И как бы в подтверждение своих слов Гиммлер бросил взгляд на д'Аль-кэна.
— Я знаю,-продолжал он, — что обо мне говорят, но это меня не беспокоит. Болтают что угодно; однако даже эти сплетни повышают мое значение, вызывают большее уважение. Поэтому я и не собираюсь опровергать эти разговоры… Было сделано много ошибок, и я знаю все ошибки, которые касаются вас. Поэтому сегодня я хочу говорить с вами с бесстрашной откровенностью…
Единомыслия относительно «унтерменшей» к осени 1944 года не осталось ни в армии, ни в национал-социалистической партии, ни в организации [223] СС. И «главный эсэсовец рейха», который еще недавно был буквально пропитан идеями об избранничестве немецкой расы, тоже дал слабину. Может быть, его поколебали в убеждениях пытки офицеров и генералов в гестапо, при которых он присутствовал?
Ведь это он сам заговорил об ошибках!
Д'Алькэн вспоминал, что был поражен, с какой легкостью и умением Гиммлер обошел и сгладил пропасть, лежавшую между ним и Власовым.
— Не моя вина, что назначенная нами первая встреча была отложена. Вам известны причины, а также и вся ответственность, тяжелым бременем павшая на мои плечи. Я надеюсь, что вам все это знакомо и понятно!
Власов внимательно следил за Гиммлером и одновременно как бы впитывал в себя перевод доктора Крэгера. Его лицо было похоже на маску, скрывавшую все его мысли, чувства, обвинения и сомнения.
Когда Гиммлер окончил свое обращение, Власов немного помолчал, а затем спокойно, разделяя слова, чтобы облегчить работу переводчика, начал:
— Господин министр!

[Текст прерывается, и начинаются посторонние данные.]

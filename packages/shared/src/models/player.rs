use chrono::{DateTime, Utc};
use serde::{Deserialize, Serialize};
use std::fmt;
use std::str::FromStr;

pub const DEFAULT_RATING: f64 = 1200.0;
const DEFAULT_AVATAR: &str = "/assets/wn.png";

/// Who sits on one side of the board.
///
/// Stored as a tagged string (`human:<id>` / `ai:<model>`) so storage predicates can
/// compare identities by plain equality.
#[derive(Debug, Clone, PartialEq, Eq, Hash, PartialOrd, Ord, Serialize, Deserialize)]
#[serde(into = "String", try_from = "String")]
pub enum PlayerIdentity {
    Human(String),
    Ai(String),
}

#[derive(Debug, Clone, PartialEq, Eq)]
pub struct InvalidIdentity(pub String);

impl fmt::Display for InvalidIdentity {
    fn fmt(&self, f: &mut fmt::Formatter<'_>) -> fmt::Result {
        write!(f, "Invalid player identity: {}", self.0)
    }
}

impl std::error::Error for InvalidIdentity {}

impl PlayerIdentity {
    pub fn human(id: impl Into<String>) -> Self {
        PlayerIdentity::Human(id.into())
    }

    pub fn ai(model: impl Into<String>) -> Self {
        PlayerIdentity::Ai(model.into())
    }

    /// The bare user id or model name.
    pub fn id(&self) -> &str {
        match self {
            PlayerIdentity::Human(id) | PlayerIdentity::Ai(id) => id,
        }
    }

    pub fn is_ai(&self) -> bool {
        matches!(self, PlayerIdentity::Ai(_))
    }

    /// Human-readable label used in transport messages.
    pub fn mention(&self) -> String {
        match self {
            PlayerIdentity::Human(id) => format!("<@{}>", id),
            PlayerIdentity::Ai(model) => format!("{} (AI)", model),
        }
    }
}

impl fmt::Display for PlayerIdentity {
    fn fmt(&self, f: &mut fmt::Formatter<'_>) -> fmt::Result {
        match self {
            PlayerIdentity::Human(id) => write!(f, "human:{}", id),
            PlayerIdentity::Ai(model) => write!(f, "ai:{}", model),
        }
    }
}

impl FromStr for PlayerIdentity {
    type Err = InvalidIdentity;

    fn from_str(s: &str) -> Result<Self, Self::Err> {
        match s.split_once(':') {
            Some(("human", id)) if !id.is_empty() => Ok(PlayerIdentity::human(id)),
            Some(("ai", model)) if !model.is_empty() => Ok(PlayerIdentity::ai(model)),
            _ => Err(InvalidIdentity(s.to_string())),
        }
    }
}

impl From<PlayerIdentity> for String {
    fn from(identity: PlayerIdentity) -> Self {
        identity.to_string()
    }
}

impl TryFrom<String> for PlayerIdentity {
    type Error = InvalidIdentity;

    fn try_from(value: String) -> Result<Self, Self::Error> {
        value.parse()
    }
}

#[derive(Debug, Clone, PartialEq, Serialize, Deserialize)]
pub struct Player {
    #[serde(rename = "player_id")]
    pub identity: PlayerIdentity,
    #[serde(default, skip_serializing_if = "Option::is_none")]
    pub display_name: Option<String>,
    #[serde(default, skip_serializing_if = "Option::is_none")]
    pub avatar: Option<String>,
    pub rating: f64,
    #[serde(default, skip_serializing_if = "Option::is_none")]
    pub current_game: Option<String>,
    pub created_at: DateTime<Utc>,
}

impl Player {
    pub fn new(identity: PlayerIdentity) -> Self {
        Player {
            identity,
            display_name: None,
            avatar: None,
            rating: DEFAULT_RATING,
            current_game: None,
            created_at: Utc::now(),
        }
    }

    pub fn with_profile(mut self, display_name: Option<String>, avatar: Option<String>) -> Self {
        self.display_name = display_name;
        self.avatar = avatar;
        self
    }

    /// A player with no current game can be challenged.
    pub fn is_available(&self) -> bool {
        self.current_game.is_none()
    }

    pub fn leaderboard_entry(&self) -> LeaderboardEntry {
        LeaderboardEntry {
            user_id: self.identity.id().to_string(),
            name: self
                .display_name
                .clone()
                .unwrap_or_else(|| capitalize_first_letter(self.identity.id())),
            avatar: self
                .avatar
                .clone()
                .unwrap_or_else(|| DEFAULT_AVATAR.to_string()),
            rating: self.rating,
        }
    }
}

#[derive(Debug, Clone, PartialEq, Serialize, Deserialize)]
#[serde(rename_all = "camelCase")]
pub struct LeaderboardEntry {
    pub user_id: String,
    pub name: String,
    pub avatar: String,
    pub rating: f64,
}

#[derive(Debug, Clone, PartialEq, Serialize, Deserialize)]
pub struct PlayerStats {
    pub player: PlayerIdentity,
    pub display_name: Option<String>,
    pub rating: f64,
    pub wins: usize,
    pub losses: usize,
    pub draws: usize,
}

fn capitalize_first_letter(value: &str) -> String {
    let mut chars = value.chars();
    match chars.next() {
        Some(first) => first.to_uppercase().chain(chars).collect(),
        None => String::new(),
    }
}
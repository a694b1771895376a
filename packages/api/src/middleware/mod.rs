pub mod identity;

Благодарю вас за приглашение. Верьте, я счастлив, что наконец мне удалось встретиться с одним из настоящих вождей Германии и изложить ему свои мысли… Вы, господин министр, сегодня самый сильный человек в правительстве Третьего рейха, я жез генерал Власов, первый генерал, который в этой войне на боевых полях России разбил германскую армию под Москвой. Разве это не перст судьбы, которой привел к нашей встрече?